The results of our systematic review of the best evidence available internationally found up to 62% of laboratory tests and up to 36% of radiology tests for patients attending GP clinics and hospital outpatient departments are not reviewed by doctors. This includes tests that are returned positive for cancer cells.
The findings are published in the current edition of the Journal of General Internal Medicine.
The potential for harm if a critical diagnosis is overlooked is obvious. For every single patient admitted to hospital in Australia, for example, an average of 100 tests are performed.
Yet, there is not a single law or regulation requiring health care professionals to follow up results in Australia. Patients often rely on the assumption that “no news is good news” when, in fact, no news may mean the results are languishing in the email inbox or the in tray.
What might outcomes be, then, if the mysterious world of pathology and radiology was suddenly thrown open?
What if labs and radiology departments phoned or sent through test results in clear, simple to understand terms directly to the person who has the most at stake: the patient, or his or her immediate carer?
In many health systems, including Australia’s, this would be a big cultural change.
Our related recent research into the views of Australian emergency doctors at one major hospital found 21.2% believed they had missed a test result themselves over the past year, leading to a delay in treatment. And 47.4% believed a colleague had missed a test results. Half the emergency doctors didn’t know who was ultimately responsible if a result was overlooked, but only half would be comfortable if patients received their results directly.
The medical profession’s reluctance is based mainly on reasonable fears of triggering anxiety, panic or confusion among a public that is mostly unqualified to read lab and radiology reports. Certainly, the way results are presented would need to change and support services would have to be put in place.
It might, however, be as simple as a “your results require follow up” email, followed by a “what to do now” click-through link or directions to a phone information and counselling service.
Technology offers potential new solutions, such as the electronic tracking of results to ensure that they have not only been seen but that they have been “actioned”, with follow-up documented.
Patients, too, could simply be given direct access to their health records online, something which is increasingly feasible as people opt in to electronic health records systems around the world, and in Australia.
No single solution will protect all patients; health care systems and the communications chains they require are extremely complex. This means critical information can fall through the cracks despite the best efforts of individuals.
But, there is a known danger in the status quo. Although our systematic review relied on data from the United States, where most research is being undertaken, it is fair to assume the risk of harm in Australia is much the same, given strong anecdotal evidence and the similarities of the health care systems.
In the US, all mammogram results have been reported directly to patients since national legislation was introduced in 1998. And increasingly, US radiology practices are voluntarily communicating results directly to patients with positive feedback. This suggests many people are, in fact, willing and able to take more responsibility for their own health.

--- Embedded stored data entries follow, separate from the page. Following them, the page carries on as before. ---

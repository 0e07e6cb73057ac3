// src/models/auth.rs

use serde::{Deserialize, Serialize};
use utoipa::ToSchema;
use uuid::Uuid;
use validator::Validate;

// Registro de credencial vindo da tabela 'login_advogados'
#[derive(Debug, Clone, sqlx::FromRow)]
pub struct LawyerCredential {
    pub id: i64,
    pub advogado_id: i64,
    pub nome: String,
    pub email: Option<String>,
    pub oab: String,
    pub cpf: Option<String>,
    // Hash bcrypt, nunca serializado
    pub senha: String,
}

impl LawyerCredential {
    pub fn identity(&self) -> LawyerIdentity {
        LawyerIdentity {
            id: self.advogado_id,
            nome_completo: self.nome.clone(),
            oab: self.oab.clone(),
        }
    }

    pub fn profile(&self) -> LawyerProfile {
        LawyerProfile {
            nome: self.nome.clone(),
            email: self.email.clone(),
            oab: self.oab.clone(),
            cpf: self.cpf.clone(),
        }
    }
}

/// Identidade do advogado logado, persistida na sessão.
#[derive(Debug, Clone, PartialEq, Eq, Serialize, Deserialize, ToSchema)]
pub struct LawyerIdentity {
    #[schema(example = 7)]
    pub id: i64,
    #[schema(example = "Ana")]
    pub nome_completo: String,
    #[schema(example = "12345")]
    pub oab: String,
}

/// Contexto de sessão entregue a toda operação protegida.
#[derive(Debug, Clone, PartialEq, Eq)]
pub struct Session {
    pub id: Uuid,
    pub lawyer: LawyerIdentity,
}

impl Session {
    pub fn lawyer_id(&self) -> i64 {
        self.lawyer.id
    }
}

/// Estado explícito da sessão: nunca seguimos com um dono nulo.
#[derive(Debug, Clone, PartialEq, Eq)]
pub enum SessionState {
    Anonymous,
    Authenticated(Session),
}

impl SessionState {
    pub fn require(self) -> Result<Session, crate::common::error::AppError> {
        match self {
            SessionState::Authenticated(session) => Ok(session),
            SessionState::Anonymous => Err(crate::common::error::AppError::Unauthenticated),
        }
    }
}

#[derive(Debug, Clone, Serialize, ToSchema)]
pub struct LawyerProfile {
    pub nome: String,
    pub email: Option<String>,
    pub oab: String,
    pub cpf: Option<String>,
}

// Dados para login
#[derive(Debug, Deserialize, Validate, ToSchema)]
pub struct LoginPayload {
    #[validate(length(min = 1, message = "Informe a OAB."))]
    #[schema(example = "12345")]
    pub oab: String,
    #[validate(length(min = 1, message = "Informe a senha."))]
    pub password: String,
}

// Resposta de autenticação com o token e a identidade
#[derive(Debug, Serialize, ToSchema)]
pub struct AuthResponse {
    pub token: String,
    pub advogado: LawyerIdentity,
}

#[derive(Debug, Deserialize, Validate, ToSchema)]
pub struct ChangePasswordPayload {
    #[validate(length(min = 1, message = "A nova senha não pode estar vazia."))]
    pub senha: String,
}

// Estrutura de dados ("claims") dentro do JWT
#[derive(Debug, Serialize, Deserialize)]
pub struct Claims {
    pub sub: i64,   // ID do advogado
    pub sid: Uuid,  // ID da sessão persistida
    pub exp: usize, // Expiration time (quando o token expira)
    pub iat: usize, // Issued At (quando o token foi criado)
}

In Australia, we need to consider every option. Given the huge and rising costs of medical testing and the consequences of delayed treatment in terms of both patient suffering and health care dollars, there is good reason to act urgently.
Australia has many excellent health-care providers with very good follow-up processes. Many test results are completely normal and so the failure to follow-up has no impact at all.
But just one record left unread is a potential personal tragedy if it means critical care is not delivered in time.